Asset Managers -
Where Are Investors Placing Recovery Bets? Reviewing Fund Flows in Q2 2020
In the first quarter of 2020, the covid-19 pandemic impacted both equity and fixed income markets, with the S&P 500 Total Return (^SPXTR) down 19.6% and the Bloomberg Barclays US Aggregate (^BBUSATR) 3.2% higher through the end of Q1.
However, it’s been a different narrative since the market bottomed-out in the final weeks of March. In Q2, the rising tide—in the forms of government stimulus and covid-19 vaccine breakthroughs—has lifted all boats. Many were hesitant to bet on a “v-shaped” recovery, but the chart below illustrates that as of 2020’s halfway mark, major equity and bond indices were nearing or at their all-time highs.
In response to the v-shaped rally, plenty of market commentators have warned about frothy valuations and historically poor economic data. When using fund flows as a risk barometer, investors are heeding those warnings.
Even despite the broad market recovery, fund investors became relatively more risk-off throughout the second quarter, moving their money away from equities and into fixed income mutual funds and exchange traded funds (ETFs).
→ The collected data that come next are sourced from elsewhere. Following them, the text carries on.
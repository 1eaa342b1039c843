use std::fmt;
use std::fs;
use std::path::Path;

use serde::Serialize;

use crate::error::RestoreError;

/// The host environment a restore runs on.
#[derive(Debug, Clone, Copy, PartialEq, Eq, Hash, Serialize, clap::ValueEnum)]
#[serde(rename_all = "lowercase")]
pub enum Platform {
    /// Ubuntu under Windows Subsystem for Linux
    Wsl,
    /// macOS
    Mac,
    /// Arch Linux and derivatives
    Arch,
}

impl Platform {
    pub const ALL: [Platform; 3] = [Platform::Wsl, Platform::Mac, Platform::Arch];

    pub fn as_str(self) -> &'static str {
        match self {
            Platform::Wsl => "wsl",
            Platform::Mac => "mac",
            Platform::Arch => "arch",
        }
    }

    pub fn name(self) -> &'static str {
        match self {
            Platform::Wsl => "WSL (Ubuntu)",
            Platform::Mac => "macOS",
            Platform::Arch => "Arch Linux",
        }
    }
}

impl fmt::Display for Platform {
    fn fmt(&self, f: &mut fmt::Formatter<'_>) -> fmt::Result {
        f.write_str(self.as_str())
    }
}

/// Read-only view of the host signals used for platform detection.
pub trait HostProbe {
    fn os_name(&self) -> &str;
    fn env_var(&self, key: &str) -> Option<String>;
    fn read_file(&self, path: &str) -> Option<String>;
    fn file_exists(&self, path: &str) -> bool;
}

pub struct SystemProbe;

impl HostProbe for SystemProbe {
    fn os_name(&self) -> &str {
        std::env::consts::OS
    }

    fn env_var(&self, key: &str) -> Option<String> {
        std::env::var(key).ok().filter(|v| !v.is_empty())
    }

    fn read_file(&self, path: &str) -> Option<String> {
        fs::read_to_string(path).ok()
    }

    fn file_exists(&self, path: &str) -> bool {
        Path::new(path).exists()
    }
}

const WSL_ENV_MARKERS: &[&str] = &["WSL_DISTRO_NAME", "WSL_INTEROP"];
const KERNEL_VERSION_FILES: &[&str] = &["/proc/version", "/proc/sys/kernel/osrelease"];
const ARCH_RELEASE_FILE: &str = "/etc/arch-release";
const OS_RELEASE_FILE: &str = "/etc/os-release";

/// Classify the host into exactly one [`Platform`].
///
/// WSL is checked before Arch so an Arch userland under WSL still gets the
/// WSL treatment.
pub fn detect(probe: &dyn HostProbe) -> Result<Platform, RestoreError> {
    if probe.os_name() == "macos" {
        return Ok(Platform::Mac);
    }

    if probe.os_name() != "linux" {
        return Err(RestoreError::UnsupportedPlatform(format!(
            "operating system '{}' (supported: {})",
            probe.os_name(),
            supported_names()
        )));
    }

    if is_wsl(probe) {
        return Ok(Platform::Wsl);
    }

    if probe.file_exists(ARCH_RELEASE_FILE) {
        return Ok(Platform::Arch);
    }

    let os_release = probe.read_file(OS_RELEASE_FILE).unwrap_or_default();
    let (id, id_like) = parse_os_release(&os_release);
    if id == "arch" || id_like.split_whitespace().any(|like| like == "arch") {
        return Ok(Platform::Arch);
    }

    let seen = if id.is_empty() {
        "linux without /etc/os-release ID".to_string()
    } else {
        format!("linux distribution '{}'", id)
    };
    Err(RestoreError::UnsupportedPlatform(format!(
        "{} (supported: {})",
        seen,
        supported_names()
    )))
}

fn supported_names() -> String {
    Platform::ALL
        .iter()
        .map(|p| p.name())
        .collect::<Vec<_>>()
        .join(", ")
}

fn is_wsl(probe: &dyn HostProbe) -> bool {
    if WSL_ENV_MARKERS.iter().any(|key| probe.env_var(key).is_some()) {
        return true;
    }
    KERNEL_VERSION_FILES.iter().any(|path| {
        probe
            .read_file(path)
            .is_some_and(|content| content.to_lowercase().contains("microsoft"))
    })
}

fn parse_os_release(content: &str) -> (String, String) {
    let mut id = String::new();
    let mut id_like = String::new();

    for line in content.lines() {
        if let Some(val) = line.strip_prefix("ID=") {
            id = val.trim_matches('"').to_string();
        } else if let Some(val) = line.strip_prefix("ID_LIKE=") {
            id_like = val.trim_matches('"').to_string();
        }
    }

    (id, id_like)
}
Fund flows are the net cash inflow into a fund (purchases) or net outflow from a fund (redemptions). Irrespective of fund performance, when a mutual fund or ETF has positive fund flows in a given period, that fund’s managers then have more cash to buy more holdings. The opposite is also true: as fund holders sell shares, fund managers sell out of positions and use the cash to pay redemptions.
This means that fund flow data can indicate higher or lower demand for different asset types, depending on which funds and categories have relatively large inflows or outflows.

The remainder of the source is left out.